(WHAT IS EXPECTED)
This task calls for the complete listing below, reproduced exactly.

(SOURCE DATA)

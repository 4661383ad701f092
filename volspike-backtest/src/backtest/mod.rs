//! Backtesting engine for volume-spike transactions.
//!
//! This module replays a transaction log against option closes:
//! - Per-strike position tracking (units owned, running profit)
//! - Overwriting SELL semantics and end-of-window liquidation
//! - Per-strike and total profit, with chart data for each strike

pub mod engine;
pub mod position;

pub use engine::{
    replay, BacktestConfig, BacktestEngine, BacktestError, BacktestResult, StrikeChart,
    StrikeFailure, StrikeResult,
};
pub use position::Position;
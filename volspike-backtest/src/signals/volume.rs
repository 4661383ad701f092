//! Whole-series volume anomaly detection.
//!
//! A bar is anomalous when its volume strictly exceeds
//! `mean + k * stddev`, with mean and sample standard deviation taken over
//! the entire series (the bar itself included), not a rolling window.

use chrono::NaiveDate;
use serde::{Deserialize, Serialize};
use statrs::statistics::Statistics;

use crate::config::SignalConfig;
use crate::data::{Contract, PriceSeries};
use crate::ledger::{Transaction, TransactionType};

/// Volume statistics for one series.
#[derive(Debug, Clone, Copy, PartialEq, Serialize, Deserialize)]
pub struct VolumeStats {
    pub observations: usize,
    pub mean: f64,

    /// Sample standard deviation (n - 1).
    pub std_dev: f64,

    /// Volume a bar must strictly exceed to be flagged.
    pub threshold: f64,
}

impl VolumeStats {
    /// Returns `None` for fewer than two observations.
    pub fn compute(volumes: &[f64], sigma_multiplier: f64) -> Option<Self> {
        if volumes.len() < 2 {
            return None;
        }
        let mean = volumes.iter().mean();
        let std_dev = volumes.iter().std_dev();

        Some(Self {
            observations: volumes.len(),
            mean,
            std_dev,
            threshold: mean + sigma_multiplier * std_dev,
        })
    }

    pub fn is_anomalous(&self, volume: f64) -> bool {
        volume > self.threshold
    }
}

/// A flagged bar.
#[derive(Debug, Clone, PartialEq, Serialize, Deserialize)]
pub struct Signal {
    pub date: NaiveDate,
    pub volume: i64,
    pub threshold: f64,
    pub action: TransactionType,
}

impl Signal {
    pub fn to_transaction(&self, contract: &Contract) -> Transaction {
        Transaction {
            transaction_date: self.date,
            ticker: contract.ticker.clone(),
            strike: contract.strike,
            exp_date: contract.expiration,
            transaction_type: self.action,
        }
    }
}

/// Outcome of scanning one series.
#[derive(Debug, Clone, PartialEq)]
pub enum SeriesScan {
    /// Too few bars to judge; not an error.
    Insufficient { bars: usize },
    Scanned {
        stats: VolumeStats,
        signals: Vec<Signal>,
    },
}

impl SeriesScan {
    pub fn signals(&self) -> &[Signal] {
        match self {
            Self::Insufficient { .. } => &[],
            Self::Scanned { signals, .. } => signals,
        }
    }
}

/// Flag the anomalous bars of a series.
pub fn scan_series(series: &PriceSeries, config: &SignalConfig) -> SeriesScan {
    if series.len() < config.min_bars {
        return SeriesScan::Insufficient { bars: series.len() };
    }

    let Some(stats) = VolumeStats::compute(&series.volumes(), config.sigma_multiplier) else {
        return SeriesScan::Insufficient { bars: series.len() };
    };

    let action = TransactionType::from_right(series.contract().right);
    let signals = series
        .bars()
        .iter()
        .filter(|bar| stats.is_anomalous(bar.volume as f64))
        .map(|bar| Signal {
            date: bar.date,
            volume: bar.volume,
            threshold: stats.threshold,
            action,
        })
        .collect();

    SeriesScan::Scanned { stats, signals }
}
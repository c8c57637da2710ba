//! Game settings and preferences
//!
//! Persisted separately from the high-score board, as a JSON file at a
//! path the host supplies. Loading is tolerant: a missing or corrupt file
//! falls back to defaults with a log line, never an error.

use std::path::Path;

use serde::{Deserialize, Serialize};

/// Host preferences and difficulty flags
#[derive(Debug, Clone, PartialEq, Serialize, Deserialize)]
#[serde(default)]
pub struct Settings {
    // === Difficulty ===
    /// Jumping off a moving platform keeps its momentum
    pub momentum_transfer: bool,

    // === Frame pacing ===
    /// Platformer frames per second
    pub paradise_fps: u32,
    /// Pong frames per second
    pub pong_fps: u32,

    // === HUD ===
    /// Show FPS counter
    pub show_fps: bool,

    // === Audio ===
    /// Master volume (0.0 - 1.0)
    pub master_volume: f32,
    /// Sound effects volume (0.0 - 1.0)
    pub sfx_volume: f32,
    /// Music volume (0.0 - 1.0)
    pub music_volume: f32,
}

impl Default for Settings {
    fn default() -> Self {
        Self {
            momentum_transfer: false,

            paradise_fps: 24,
            pong_fps: 30,

            show_fps: false,

            master_volume: 0.8,
            sfx_volume: 1.0,
            music_volume: 0.7,
        }
    }
}

impl Settings {
    /// Load settings from a JSON file, defaulting on any failure
    pub fn load_from(path: &Path) -> Self {
        match std::fs::read_to_string(path) {
            Ok(json) => match serde_json::from_str(&json) {
                Ok(settings) => {
                    log::info!("Loaded settings from {}", path.display());
                    settings
                }
                Err(err) => {
                    log::warn!("Settings file unreadable ({err}); using defaults");
                    Self::default()
                }
            },
            Err(_) => {
                log::info!("No settings file at {}; using defaults", path.display());
                Self::default()
            }
        }
    }

    /// Save settings to a JSON file; failures are logged, not raised
    pub fn save_to(&self, path: &Path) {
        match serde_json::to_string_pretty(self) {
            Ok(json) => {
                if let Err(err) = std::fs::write(path, json) {
                    log::warn!("Could not save settings to {}: {err}", path.display());
                } else {
                    log::info!("Settings saved");
                }
            }
            Err(err) => log::warn!("Could not serialize settings: {err}"),
        }
    }
}
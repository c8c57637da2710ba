//! Classic Pong with a predicting AI opponent
//!
//! A vertical court: the human paddle guards the bottom edge, the computer
//! paddle the top. The computer pre-positions itself by simulating the
//! ball's trajectory (wall bounces included) to the row it defends, then
//! switches to a deflection mode that steers the ball away from wherever
//! the human paddle is. Deterministic under a fixed seed: the only random
//! draws are the deflection bands and the near-aligned coin flip, and both
//! come from the state's own RNG.

pub mod config;
pub mod predict;
pub mod state;
pub mod tick;

pub use config::PongConfig;
pub use state::{AiTargeting, Ball, Paddle, PongState, Side};
pub use tick::{PongEvent, PongInput, tick};
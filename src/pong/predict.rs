//! Ball trajectory prediction
//!
//! Steps the ball's straight-line motion forward, reflecting off the side
//! walls, until it reaches a target row. This is the same integration the
//! real ball runs, so the predicted landing column matches what actually
//! happens (paddle contacts aside).

use glam::Vec2;

/// Hard cap on simulated steps; reached only with pathological velocities
const MAX_STEPS: u32 = 100_000;

/// Predicted x-coordinate of the ball center when it reaches `target_y`.
///
/// Returns `None` when the ball cannot reach the row: zero vertical speed,
/// moving away from it, or (degenerately) too slow to arrive within the
/// step cap. A ball already on the row predicts its current column.
pub fn intercept_x(
    pos: Vec2,
    vel: Vec2,
    target_y: f32,
    court_width: f32,
    radius: f32,
) -> Option<f32> {
    if vel.y == 0.0 {
        return None;
    }
    let to_row = target_y - pos.y;
    if to_row == 0.0 {
        return Some(pos.x);
    }
    if to_row.signum() != vel.y.signum() {
        return None;
    }

    let (mut x, mut y) = (pos.x, pos.y);
    let (mut vx, vy) = (vel.x, vel.y);

    let mut steps = 0;
    while (vy < 0.0 && y > target_y) || (vy > 0.0 && y < target_y) {
        x += vx;
        y += vy;

        if x - radius < 0.0 {
            x = radius;
            vx = -vx;
        } else if x + radius > court_width {
            x = court_width - radius;
            vx = -vx;
        }

        steps += 1;
        if steps >= MAX_STEPS {
            return None;
        }
    }

    Some(x)
}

(End SOURCE DATA)

(ANSWER TO THIS TASK)
repository 4661383ad701f092
filename volspike-backtest/src/backtest/mod.rs
//! Backtesting engine for volume-spike transactions.
//!
//! This module replays a transaction log against option closes:
//! - Per-strike position tracking (units owned, running profit)
//! - Overwriting SELL semantics and end-of-window liquidation
//! - Per-strike and total profit, with chart data for each strike

pub mod engine;
pub mod position;

pub use engine::{
    replay, BacktestConfig, BacktestEngine, BacktestError, BacktestResult, StrikeChart,
    StrikeFailure, StrikeResult,
};
pub use position::Position;
filename volspike-backtest/src/signals/volume.rs
repository 4661383ad701f092
//! Whole-series volume anomaly detection.
//!
//! A bar is anomalous when its volume strictly exceeds
//! `mean + k * stddev`, with mean and sample standard deviation taken over
//! the entire series (the bar itself included), not a rolling window.

use chrono::NaiveDate;
use serde::{Deserialize, Serialize};
use statrs::statistics::Statistics;

use crate::config::SignalConfig;
use crate::data::{Contract, PriceSeries};
use crate::ledger::{Transaction, TransactionType};

/// Volume statistics for one series.
#[derive(Debug, Clone, Copy, PartialEq, Serialize, Deserialize)]
pub struct VolumeStats {
    pub observations: usize,
    pub mean: f64,

    /// Sample standard deviation (n - 1).
    pub std_dev: f64,

    /// Volume a bar must strictly exceed to be flagged.
    pub threshold: f64,
}

impl VolumeStats {
    /// Returns `None` for fewer than two observations.
    pub fn compute(volumes: &[f64], sigma_multiplier: f64) -> Option<Self> {
        if volumes.len() < 2 {
            return None;
        }
        let mean = volumes.iter().mean();
        let std_dev = volumes.iter().std_dev();

        Some(Self {
            observations: volumes.len(),
            mean,
            std_dev,
            threshold: mean + sigma_multiplier * std_dev,
        })
    }

    pub fn is_anomalous(&self, volume: f64) -> bool {
        volume > self.threshold
    }
}

/// A flagged bar.
#[derive(Debug, Clone, PartialEq, Serialize, Deserialize)]
pub struct Signal {
    pub date: NaiveDate,
    pub volume: i64,
    pub threshold: f64,
    pub action: TransactionType,
}

impl Signal {
    pub fn to_transaction(&self, contract: &Contract) -> Transaction {
        Transaction {
            transaction_date: self.date,
            ticker: contract.ticker.clone(),
            strike: contract.strike,
            exp_date: contract.expiration,
            transaction_type: self.action,
        }
    }
}

/// Outcome of scanning one series.
#[derive(Debug, Clone, PartialEq)]
pub enum SeriesScan {
    /// Too few bars to judge; not an error.
    Insufficient { bars: usize },
    Scanned {
        stats: VolumeStats,
        signals: Vec<Signal>,
    },
}

impl SeriesScan {
    pub fn signals(&self) -> &[Signal] {
        match self {
            Self::Insufficient { .. } => &[],
            Self::Scanned { signals, .. } => signals,
        }
    }
}

/// Flag the anomalous bars of a series.
pub fn scan_series(series: &PriceSeries, config: &SignalConfig) -> SeriesScan {
    if series.len() < config.min_bars {
        return SeriesScan::Insufficient { bars: series.len() };
    }

    let Some(stats) = VolumeStats::compute(&series.volumes(), config.sigma_multiplier) else {
        return SeriesScan::Insufficient { bars: series.len() };
    };

    let action = TransactionType::from_right(series.contract().right);
    let signals = series
        .bars()
        .iter()
        .filter(|bar| stats.is_anomalous(bar.volume as f64))
        .map(|bar| Signal {
            date: bar.date,
            volume: bar.volume,
            threshold: stats.threshold,
            action,
        })
        .collect();

    SeriesScan::Scanned { stats, signals }
}
repository c8c57637da2710ba
//! Game settings and preferences
//!
//! Persisted separately from the high-score board, as a JSON file at a
//! path the host supplies. Loading is tolerant: a missing or corrupt file
//! falls back to defaults with a log line, never an error.

use std::path::Path;

use serde::{Deserialize, Serialize};

/// Host preferences and difficulty flags
#[derive(Debug, Clone, PartialEq, Serialize, Deserialize)]
#[serde(default)]
pub struct Settings {
    // === Difficulty ===
    /// Jumping off a moving platform keeps its momentum
    pub momentum_transfer: bool,

    // === Frame pacing ===
    /// Platformer frames per second
    pub paradise_fps: u32,
    /// Pong frames per second
    pub pong_fps: u32,

    // === HUD ===
    /// Show FPS counter
    pub show_fps: bool,

    // === Audio ===
    /// Master volume (0.0 - 1.0)
    pub master_volume: f32,
    /// Sound effects volume (0.0 - 1.0)
    pub sfx_volume: f32,
    /// Music volume (0.0 - 1.0)
    pub music_volume: f32,
}

impl Default for Settings {
    fn default() -> Self {
        Self {
            momentum_transfer: false,

            paradise_fps: 24,
            pong_fps: 30,

            show_fps: false,

            master_volume: 0.8,
            sfx_volume: 1.0,
            music_volume: 0.7,
        }
    }
}

impl Settings {
    /// Load settings from a JSON file, defaulting on any failure
    pub fn load_from(path: &Path) -> Self {
        match std::fs::read_to_string(path) {
            Ok(json) => match serde_json::from_str(&json) {
                Ok(settings) => {
                    log::info!("Loaded settings from {}", path.display());
                    settings
                }
                Err(err) => {
                    log::warn!("Settings file unreadable ({err}); using defaults");
                    Self::default()
                }
            },
            Err(_) => {
                log::info!("No settings file at {}; using defaults", path.display());
                Self::default()
            }
        }
    }

    /// Save settings to a JSON file; failures are logged, not raised
    pub fn save_to(&self, path: &Path) {
        match serde_json::to_string_pretty(self) {
            Ok(json) => {
                if let Err(err) = std::fs::write(path, json) {
                    log::warn!("Could not save settings to {}: {err}", path.display());
                } else {
                    log::info!("Settings saved");
                }
            }
            Err(err) => log::warn!("Could not serialize settings: {err}"),
        }
    }
}
repository c8c57637da2710ba
//! Classic Pong with a predicting AI opponent
//!
//! A vertical court: the human paddle guards the bottom edge, the computer
//! paddle the top. The computer pre-positions itself by simulating the
//! ball's trajectory (wall bounces included) to the row it defends, then
//! switches to a deflection mode that steers the ball away from wherever
//! the human paddle is. Deterministic under a fixed seed: the only random
//! draws are the deflection bands and the near-aligned coin flip, and both
//! come from the state's own RNG.

pub mod config;
pub mod predict;
pub mod state;
pub mod tick;

pub use config::PongConfig;
pub use state::{AiTargeting, Ball, Paddle, PongState, Side};
pub use tick::{PongEvent, PongInput, tick};
filename src/pong/predict.rs
//! Ball trajectory prediction
//!
//! Steps the ball's straight-line motion forward, reflecting off the side
//! walls, until it reaches a target row. This is the same integration the
//! real ball runs, so the predicted landing column matches what actually
//! happens (paddle contacts aside).

use glam::Vec2;

/// Hard cap on simulated steps; reached only with pathological velocities
const MAX_STEPS: u32 = 100_000;

/// Predicted x-coordinate of the ball center when it reaches `target_y`.
///
/// Returns `None` when the ball cannot reach the row: zero vertical speed,
/// moving away from it, or (degenerately) too slow to arrive within the
/// step cap. A ball already on the row predicts its current column.
pub fn intercept_x(
    pos: Vec2,
    vel: Vec2,
    target_y: f32,
    court_width: f32,
    radius: f32,
) -> Option<f32> {
    if vel.y == 0.0 {
        return None;
    }
    let to_row = target_y - pos.y;
    if to_row == 0.0 {
        return Some(pos.x);
    }
    if to_row.signum() != vel.y.signum() {
        return None;
    }

    let (mut x, mut y) = (pos.x, pos.y);
    let (mut vx, vy) = (vel.x, vel.y);

    let mut steps = 0;
    while (vy < 0.0 && y > target_y) || (vy > 0.0 && y < target_y) {
        x += vx;
        y += vy;

        if x - radius < 0.0 {
            x = radius;
            vx = -vx;
        } else if x + radius > court_width {
            x = court_width - radius;
            vx = -vx;
        }

        steps += 1;
        if steps >= MAX_STEPS {
            return None;
        }
    }

    Some(x)
}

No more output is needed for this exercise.